The Costa Brava Girona Water Consortium, an organism dependent on the Dipuación de Girona that manages the supply and sanitation of upstream water in 47 coastal and pre-coastal municipalities, will offer free regenerated water to the consortium councils.
The measure that is applied after the entry into force of the exceptional drought phase that requires restricting the use and consumption of water in a large part of Catalonia.
With the prohibition of irrigation in green, public or private areas, and the limitation of watering trees and plants, the 47 consortium councils will be exempt from paying for the collection of reclaimed water in cisterns.

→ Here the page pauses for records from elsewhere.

use std::sync::Arc;
use std::time::Duration;

use async_trait::async_trait;
use reqwest::{Client, StatusCode};
use serde_json::Value;
use tracing::{debug, instrument, warn};
use uuid::Uuid;

use resilience_cell::{BreakerRegistry, CircuitBreaker, CircuitBreakerError};
use shared_config::AppConfig;

use crate::error::DirectoryError;

pub const MEDECINS_SERVICE: &str = "medecins-service";
pub const PATIENTS_SERVICE: &str = "patients-service";

/// Read access to another service's records by id.
#[async_trait]
pub trait DirectoryLookup: Send + Sync {
    async fn get_by_id(&self, id: Uuid, auth_token: Option<&str>) -> Result<Value, DirectoryError>;
}

#[derive(Debug)]
enum LookupFailure {
    Missing,
    /// The service answered but declined the call (bad request, credentials).
    Refused(StatusCode),
    Transport(String),
}

/// Breaker-protected HTTP client for `GET {base_url}/api/{resource}/{id}`.
/// Only transport errors, timeouts and 5xx count against the breaker; a 404
/// or a refused call is an answer from a healthy service.
pub struct HttpDirectoryClient {
    client: Client,
    base_url: String,
    resource: &'static str,
    entity: &'static str,
    breaker: Arc<CircuitBreaker>,
}

impl HttpDirectoryClient {
    pub async fn new(
        registry: &BreakerRegistry,
        service: &str,
        base_url: &str,
        resource: &'static str,
        entity: &'static str,
        timeout: Duration,
    ) -> Self {
        let client = Client::builder()
            .timeout(timeout)
            .build()
            .unwrap_or_else(|e| {
                warn!("Falling back to default HTTP client for {}: {}", service, e);
                Client::new()
            });

        Self {
            client,
            base_url: base_url.trim_end_matches('/').to_string(),
            resource,
            entity,
            breaker: registry.get_or_create(service).await,
        }
    }

    pub async fn medecins(config: &AppConfig, registry: &BreakerRegistry) -> Self {
        Self::new(
            registry,
            MEDECINS_SERVICE,
            &config.medecins_service_url,
            "doctors",
            "Provider",
            Duration::from_secs(config.request_timeout_seconds),
        )
        .await
    }

    pub async fn patients(config: &AppConfig, registry: &BreakerRegistry) -> Self {
        Self::new(
            registry,
            PATIENTS_SERVICE,
            &config.patients_service_url,
            "patients",
            "Patient",
            Duration::from_secs(config.request_timeout_seconds),
        )
        .await
    }

    async fn fetch(&self, id: Uuid, auth_token: Option<&str>) -> Result<Value, LookupFailure> {
        let url = format!("{}/api/{}/{}", self.base_url, self.resource, id);
        debug!("Directory lookup {}", url);

        let mut request = self.client.get(&url);
        if let Some(token) = auth_token {
            request = request.bearer_auth(token);
        }

        let response = request
            .send()
            .await
            .map_err(|e| LookupFailure::Transport(e.to_string()))?;

        match response.status() {
            StatusCode::NOT_FOUND => Err(LookupFailure::Missing),
            status @ (StatusCode::REQUEST_TIMEOUT | StatusCode::TOO_MANY_REQUESTS) => {
                Err(LookupFailure::Transport(format!("HTTP {}", status)))
            }
            status if status.is_client_error() => Err(LookupFailure::Refused(status)),
            status if status.is_success() => response
                .json::<Value>()
                .await
                .map_err(|e| LookupFailure::Transport(format!("invalid body: {}", e))),
            status => Err(LookupFailure::Transport(format!("HTTP {}", status))),
        }
    }
}

#[async_trait]
impl DirectoryLookup for HttpDirectoryClient {
    #[instrument(skip(self, auth_token), fields(service = %self.breaker.name()))]
    async fn get_by_id(&self, id: Uuid, auth_token: Option<&str>) -> Result<Value, DirectoryError> {
        let service = self.breaker.name().to_string();
        let result = self
            .breaker
            .execute_classified(self.fetch(id, auth_token), |failure| {
                matches!(failure, LookupFailure::Transport(_))
            })
            .await;

        match result {
            Ok(entity) => Ok(entity),
            Err(CircuitBreakerError::OperationFailed(LookupFailure::Missing)) => {
                Err(DirectoryError::NotFound { service, entity: self.entity, id })
            }
            Err(CircuitBreakerError::OperationFailed(LookupFailure::Refused(status))) => {
                warn!("{} refused lookup of {} with {}", service, id, status);
                Err(DirectoryError::Refused { service, status: status.as_u16() })
            }
            Err(CircuitBreakerError::OperationFailed(LookupFailure::Transport(reason))) => {
                warn!("{} lookup of {} failed: {}", service, id, reason);
                Err(DirectoryError::Unavailable { service, reason })
            }
            Err(CircuitBreakerError::CircuitOpen { .. }) => {
                warn!("{} lookup of {} refused, circuit open", service, id);
                Err(DirectoryError::Unavailable { service, reason: "circuit open".to_string() })
            }
            Err(CircuitBreakerError::Timeout(after)) => {
                warn!("{} lookup of {} timed out after {:?}", service, id, after);
                Err(DirectoryError::Unavailable { service, reason: format!("timed out after {:?}", after) })
            }
        }
    }
}
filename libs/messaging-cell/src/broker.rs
use std::collections::BTreeMap;
use std::fmt;

use async_trait::async_trait;
use chrono::{DateTime, Utc};
use futures::stream::BoxStream;
use serde_json::Value;

use crate::error::MessagingError;
use crate::topology::Topology;

/// A JSON message ready to be published with persistent delivery.
#[derive(Debug, Clone)]
pub struct OutboundMessage {
    pub exchange: String,
    pub routing_key: String,
    pub payload: Value,
    pub message_id: String,
    pub timestamp: DateTime<Utc>,
    pub headers: BTreeMap<String, String>,
}

/// Final outcome of handling one delivery. Exactly one is applied per delivery.
#[derive(Debug, Clone, Copy, PartialEq, Eq)]
pub enum AckDecision {
    Ack,
    /// Reject without requeue; the broker dead-letters the message.
    Reject,
    /// Negative acknowledgement with requeue.
    Requeue,
}

#[async_trait]
pub trait DeliveryAcker: Send + Sync {
    async fn settle(self: Box<Self>, decision: AckDecision) -> Result<(), MessagingError>;
}

pub struct InboundDelivery {
    pub queue: String,
    pub routing_key: String,
    pub body: Vec<u8>,
    pub redelivered: bool,
    acker: Box<dyn DeliveryAcker>,
}

impl InboundDelivery {
    pub fn new(
        queue: impl Into<String>,
        routing_key: impl Into<String>,
        body: Vec<u8>,
        redelivered: bool,
        acker: Box<dyn DeliveryAcker>,
    ) -> Self {
        Self {
            queue: queue.into(),
            routing_key: routing_key.into(),
            body,
            redelivered,
            acker,
        }
    }

    pub async fn settle(self, decision: AckDecision) -> Result<(), MessagingError> {
        self.acker.settle(decision).await
    }
}

impl fmt::Debug for InboundDelivery {
    fn fmt(&self, f: &mut fmt::Formatter<'_>) -> fmt::Result {
        f.debug_struct("InboundDelivery")
            .field("queue", &self.queue)
            .field("routing_key", &self.routing_key)
            .field("bytes", &self.body.len())
            .field("redelivered", &self.redelivered)
            .finish()
    }
}

pub type DeliveryStream = BoxStream<'static, Result<InboundDelivery, MessagingError>>;

#[async_trait]
pub trait MessageBroker: Send + Sync {
    /// Idempotently declares exchanges, queues, bindings and dead-letter routes.
    async fn declare(&self, topology: &Topology) -> Result<(), MessagingError>;

    async fn publish(&self, message: &OutboundMessage) -> Result<(), MessagingError>;

    /// Starts a manual-ack consumer on `queue`. Calling it again after a
    /// stream has ended resumes consumption.
    async fn subscribe(&self, queue: &str) -> Result<DeliveryStream, MessagingError>;
}
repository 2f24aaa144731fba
use tracing::{debug, warn};

use crate::error::AppointmentError;
use crate::models::AppointmentStatus;

/// Result of checking a requested move against the current state.
#[derive(Debug, Clone, Copy, PartialEq, Eq)]
pub enum Transition {
    /// The move is legal and should be written.
    Apply,
    /// The record is already in the requested state; nothing to write.
    AlreadyApplied,
}

/// Next states reachable from `current`. Terminal states have none.
pub fn valid_transitions(current: AppointmentStatus) -> &'static [AppointmentStatus] {
    match current {
        AppointmentStatus::Pending => &[AppointmentStatus::Confirmed, AppointmentStatus::Cancelled],
        AppointmentStatus::Confirmed => &[
            AppointmentStatus::Cancelled,
            AppointmentStatus::Completed,
            AppointmentStatus::NoShow,
        ],
        AppointmentStatus::Cancelled | AppointmentStatus::Completed | AppointmentStatus::NoShow => &[],
    }
}

pub fn check_transition(
    current: AppointmentStatus,
    target: AppointmentStatus,
) -> Result<Transition, AppointmentError> {
    if current == target {
        debug!("Appointment already {}, nothing to do", target);
        return Ok(Transition::AlreadyApplied);
    }

    if valid_transitions(current).contains(&target) {
        return Ok(Transition::Apply);
    }

    warn!("Rejected status transition {} -> {}", current, target);
    Err(AppointmentError::InvalidTransition { from: current, to: target })
}
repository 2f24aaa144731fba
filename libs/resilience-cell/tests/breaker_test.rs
use std::sync::atomic::{AtomicUsize, Ordering};
use std::sync::Arc;
use std::time::Duration;

use assert_matches::assert_matches;

use resilience_cell::{BreakerMode, CircuitBreaker, CircuitBreakerConfig, CircuitBreakerError};

fn config(threshold: u32) -> CircuitBreakerConfig {
    CircuitBreakerConfig {
        failure_threshold: threshold,
        recovery_timeout: Duration::from_secs(30),
        half_open_max_calls: 1,
        call_timeout: Duration::from_secs(5),
    }
}

async fn fail(breaker: &CircuitBreaker) {
    let _ = breaker.execute(async { Err::<(), _>("boom") }).await;
}

async fn succeed(breaker: &CircuitBreaker) -> Result<u32, CircuitBreakerError<&'static str>> {
    breaker.execute(async { Ok::<_, &'static str>(7) }).await
}

#[tokio::test(start_paused = true)]
async fn opens_after_threshold_and_short_circuits() {
    let breaker = CircuitBreaker::new("medecins-service", config(3));
    for _ in 0..3 {
        fail(&breaker).await;
    }
    assert_eq!(breaker.mode().await, BreakerMode::Open);

    let invoked = Arc::new(AtomicUsize::new(0));
    let counter = Arc::clone(&invoked);
    let result = breaker
        .execute(async move {
            counter.fetch_add(1, Ordering::SeqCst);
            Ok::<_, &'static str>(())
        })
        .await;

    assert_matches!(result, Err(CircuitBreakerError::CircuitOpen { ref name }) if name == "medecins-service");
    assert_eq!(invoked.load(Ordering::SeqCst), 0);
    assert_eq!(breaker.snapshot().await.rejections_total, 1);
}

#[tokio::test(start_paused = true)]
async fn success_resets_consecutive_failures() {
    let breaker = CircuitBreaker::new("patients-service", config(3));
    fail(&breaker).await;
    fail(&breaker).await;
    assert!(succeed(&breaker).await.is_ok());
    fail(&breaker).await;
    fail(&breaker).await;

    assert_eq!(breaker.mode().await, BreakerMode::Closed);
    assert_eq!(breaker.snapshot().await.consecutive_failures, 2);
}

#[tokio::test(start_paused = true)]
async fn recovers_through_half_open_trial() {
    let breaker = CircuitBreaker::new("patients-service", config(1));
    fail(&breaker).await;
    assert_eq!(breaker.mode().await, BreakerMode::Open);

    tokio::time::advance(Duration::from_secs(30)).await;
    assert_matches!(succeed(&breaker).await, Err(CircuitBreakerError::CircuitOpen { .. }));

    tokio::time::advance(Duration::from_millis(1)).await;
    assert_eq!(succeed(&breaker).await.unwrap(), 7);
    assert_eq!(breaker.mode().await, BreakerMode::Closed);

    let snapshot = breaker.snapshot().await;
    assert_eq!(snapshot.consecutive_failures, 0);
    // closed -> open -> half-open -> closed
    assert_eq!(snapshot.transitions_total, 3);
}

#[tokio::test(start_paused = true)]
async fn failed_trial_reopens_and_restarts_timer() {
    let breaker = CircuitBreaker::new("medecins-service", config(1));
    fail(&breaker).await;

    tokio::time::advance(Duration::from_secs(31)).await;
    fail(&breaker).await;
    assert_eq!(breaker.mode().await, BreakerMode::Open);

    tokio::time::advance(Duration::from_secs(20)).await;
    assert_matches!(succeed(&breaker).await, Err(CircuitBreakerError::CircuitOpen { .. }));

    tokio::time::advance(Duration::from_secs(11)).await;
    assert!(succeed(&breaker).await.is_ok());
}

#[tokio::test(start_paused = true)]
async fn half_open_limits_concurrent_trials() {
    let breaker = CircuitBreaker::new(
        "medecins-service",
        CircuitBreakerConfig { half_open_max_calls: 2, ..config(1) },
    );
    fail(&breaker).await;
    tokio::time::advance(Duration::from_secs(31)).await;

    assert!(breaker.try_acquire().await);
    assert_eq!(breaker.mode().await, BreakerMode::HalfOpen);
    assert!(breaker.try_acquire().await);
    assert!(!breaker.try_acquire().await);
}

#[tokio::test(start_paused = true)]
async fn timeout_counts_as_failure() {
    let breaker = CircuitBreaker::new("patients-service", config(1));
    let result = breaker
        .execute(async {
            tokio::time::sleep(Duration::from_secs(60)).await;
            Ok::<_, &'static str>(())
        })
        .await;

    let err = result.unwrap_err();
    assert!(err.is_unavailable());
    assert_matches!(err, CircuitBreakerError::Timeout(d) if d == Duration::from_secs(5));
    assert_eq!(breaker.mode().await, BreakerMode::Open);
}

#[tokio::test(start_paused = true)]
async fn classified_errors_do_not_trip() {
    let breaker = CircuitBreaker::new("medecins-service", config(1));
    let result = breaker
        .execute_classified(async { Err::<(), _>("not found") }, |e| *e != "not found")
        .await;

    assert_matches!(result, Err(CircuitBreakerError::OperationFailed("not found")));
    assert_eq!(breaker.mode().await, BreakerMode::Closed);
    assert_eq!(breaker.snapshot().await.successes_total, 1);
}
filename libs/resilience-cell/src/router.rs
use std::sync::Arc;

use axum::{routing::get, Router};

use crate::handlers;
use crate::registry::BreakerRegistry;

pub fn monitoring_routes(registry: Arc<BreakerRegistry>) -> Router {
    Router::new()
        .route("/circuit-breakers", get(handlers::get_circuit_breakers))
        .with_state(registry)
}
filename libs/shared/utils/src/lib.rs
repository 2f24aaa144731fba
pub mod extractor;
pub mod jwt;
pub mod test_utils;
//! Lookup orchestration for Skycast
//!
//! Decides whether a request is served from the cache or fetched live,
//! and records every successful outcome to the history ledger.

pub mod keys;
pub mod service;

pub use keys::{city_key, coords_key};
pub use service::{LookupOutcome, LookupService};
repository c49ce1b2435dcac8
//! The lookup orchestrator.
//!
//! One lookup runs: normalize to a cache key, consult the cache, on a miss
//! resolve and fetch live, write the fresh result back, and append a history
//! record tagged with its source. Failures are never cached and never
//! recorded. Storage problems never suppress a result already in hand: read
//! errors degrade to a miss, write errors surface as warnings.

use serde::Serialize;

use skycast_store::{
    CacheStore, HistoryRecord, HistoryStore, NewHistoryRecord, Statistics, StoreError,
};
use skycast_weather::{Location, LookupResult, Source, WeatherApi};

use crate::keys::{city_key, coords_key};

/// What a lookup hands back to the caller.
#[derive(Debug, Clone, Serialize)]
pub struct LookupOutcome {
    pub source: Source,
    pub result: LookupResult,
    /// Non-fatal storage problems encountered along the way.
    pub warnings: Vec<String>,
}

impl LookupOutcome {
    fn failure(reason: impl Into<String>) -> Self {
        Self {
            source: Source::Api,
            result: LookupResult::Failure {
                reason: reason.into(),
            },
            warnings: Vec::new(),
        }
    }
}

/// Coordinates cache, live fetch, and history logging for one request.
///
/// Both stores are injected; a fresh pair per test gives full isolation.
pub struct LookupService {
    api: WeatherApi,
    cache: Box<dyn CacheStore>,
    history: HistoryStore,
}

impl LookupService {
    pub fn new(api: WeatherApi, cache: Box<dyn CacheStore>, history: HistoryStore) -> Self {
        Self {
            api,
            cache,
            history,
        }
    }

    /// Look up current weather for a city name.
    pub async fn lookup_by_city(&self, name: &str) -> LookupOutcome {
        let key = city_key(name);
        if let Some(result) = self.read_cache(&key) {
            return self.serve(Source::Cache, result);
        }

        // Geocode with the display-preserving name, not the normalized key
        let location = match self.api.geocode(name).await {
            Ok(Some(location)) => location,
            Ok(None) => {
                tracing::info!(city = name, "location not found");
                return LookupOutcome::failure("location not found");
            }
            Err(e) => return LookupOutcome::failure(format!("network error: {e}")),
        };

        let weather = match self
            .api
            .fetch_weather(location.latitude, location.longitude)
            .await
        {
            Ok(weather) => weather,
            Err(e) => return LookupOutcome::failure(format!("network error: {e}")),
        };

        let result = LookupResult::Success {
            location: Some(location),
            weather,
        };
        self.store_and_serve(&key, result)
    }

    /// Look up current weather for a coordinate pair. No geocoding; the
    /// result's location carries only the coordinates.
    pub async fn lookup_by_coords(&self, lat: f64, lon: f64) -> LookupOutcome {
        let key = coords_key(lat, lon);
        if let Some(result) = self.read_cache(&key) {
            return self.serve(Source::Cache, result);
        }

        let weather = match self.api.fetch_weather(lat, lon).await {
            Ok(weather) => weather,
            Err(e) => return LookupOutcome::failure(format!("network error: {e}")),
        };

        let result = LookupResult::Success {
            location: Some(Location::from_coordinates(lat, lon)),
            weather,
        };
        self.store_and_serve(&key, result)
    }

    /// Up to `limit` most recent history records, newest first.
    pub fn recent_history(&self, limit: u32) -> Result<Vec<HistoryRecord>, StoreError> {
        self.history.recent(limit)
    }

    /// Aggregates over the full history ledger.
    pub fn statistics(&self) -> Result<Statistics, StoreError> {
        self.history.statistics()
    }

    /// Administrative: delete the whole history ledger.
    pub fn clear_history(&self) -> Result<usize, StoreError> {
        self.history.clear()
    }

    /// Cache read with read-path degradation: an I/O error is a miss.
    fn read_cache(&self, key: &str) -> Option<LookupResult> {
        match self.cache.read(key) {
            Ok(hit) => hit,
            Err(e) => {
                tracing::warn!(key, error = %e, "cache read failed, treating as miss");
                None
            }
        }
    }

    /// Fresh result: write through to the cache, then serve.
    fn store_and_serve(&self, key: &str, result: LookupResult) -> LookupOutcome {
        let mut warnings = Vec::new();
        if let Err(e) = self.cache.write(key, &result) {
            tracing::warn!(key, error = %e, "cache write failed");
            warnings.push(format!("cache write failed: {e}"));
        }
        let mut outcome = self.serve(Source::Api, result);
        warnings.append(&mut outcome.warnings);
        outcome.warnings = warnings;
        outcome
    }

    /// Record the success to history and hand the result back.
    fn serve(&self, source: Source, result: LookupResult) -> LookupOutcome {
        let mut warnings = Vec::new();
        if let Some(record) = extract_record(&result, source) {
            if let Err(e) = self.history.append(record) {
                tracing::warn!(error = %e, "history append failed");
                warnings.push(format!("history write failed: {e}"));
            }
        }
        LookupOutcome {
            source,
            result,
            warnings,
        }
    }
}

/// Flatten a successful result into ledger fields. Failures produce nothing.
fn extract_record(result: &LookupResult, source: Source) -> Option<NewHistoryRecord> {
    let LookupResult::Success { location, weather } = result else {
        return None;
    };
    Some(NewHistoryRecord {
        city: location.as_ref().and_then(|l| l.name.clone()),
        latitude: location.as_ref().map(|l| l.latitude),
        longitude: location.as_ref().map(|l| l.longitude),
        temperature: Some(weather.temperature),
        windspeed: Some(weather.windspeed),
        wind_direction: Some(weather.wind_direction),
        source,
        raw_payload: Some(weather.raw.clone()),
    })
}

#[cfg(test)]
mod tests {
    use super::*;
    use chrono::Utc;
    use skycast_weather::WeatherSnapshot;

    fn success(city: Option<&str>) -> LookupResult {
        LookupResult::Success {
            location: Some(Location {
                name: city.map(String::from),
                country: None,
                region: None,
                latitude: 55.75,
                longitude: 37.62,
            }),
            weather: WeatherSnapshot {
                temperature: 15.0,
                windspeed: 5.0,
                wind_direction: 180,
                observed_at: Utc::now(),
                raw: serde_json::json!({}),
            },
        }
    }

    #[test]
    fn test_extract_record_from_success() {
        let record = extract_record(&success(Some("Moscow")), Source::Cache).unwrap();
        assert_eq!(record.city.as_deref(), Some("Moscow"));
        assert_eq!(record.latitude, Some(55.75));
        assert_eq!(record.temperature, Some(15.0));
        assert_eq!(record.source, Source::Cache);
    }

    #[test]
    fn test_extract_record_nameless_location() {
        let record = extract_record(&success(None), Source::Api).unwrap();
        assert!(record.city.is_none());
        assert_eq!(record.longitude, Some(37.62));
    }

    #[test]
    fn test_extract_record_failure_is_none() {
        let failure = LookupResult::Failure {
            reason: "location not found".to_string(),
        };
        assert!(extract_record(&failure, Source::Api).is_none());
    }
}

The measure, they explain, should make it possible to address the water deficit for those uses in which it is not necessary for the water to be drinkable, such as irrigation of parks and gardens, street cleaning, uses in public works, irrigation of regional equipment such as kennels or boat cleaning. That water is not suitable for swimming pools.
The regenerated water will be free for these municipalities, although they must pay the cost of the means used for its collection and those derived from the service, such as the rental and displacement of tanker trucks from the treatment plant to the municipality.
The Consorci d’Aigües is working with the town halls to find the most effective formula for carrying out the distribution.
The water reclamation process is an additional treatment that is applied to the purified water so that it can be used again. It requires physicochemical treatments in the disinfection process.
Of the 18 treatment plants of the Consortium, fourteen have water regeneration stations. They are those of Portbou, Colera, Llançà, Port de la Selva, Cadaqués, Roses, Empuriabrava, l’Escala, Torroella de Montgrí, Pals, Castell-Platja d’Aro, Tossa de Mar, Lloret de Mar and Blanes.
Work is also currently underway to install a disinfection system at the Palamós treatment plant to facilitate the use of the municipalities that treat their water at this facility.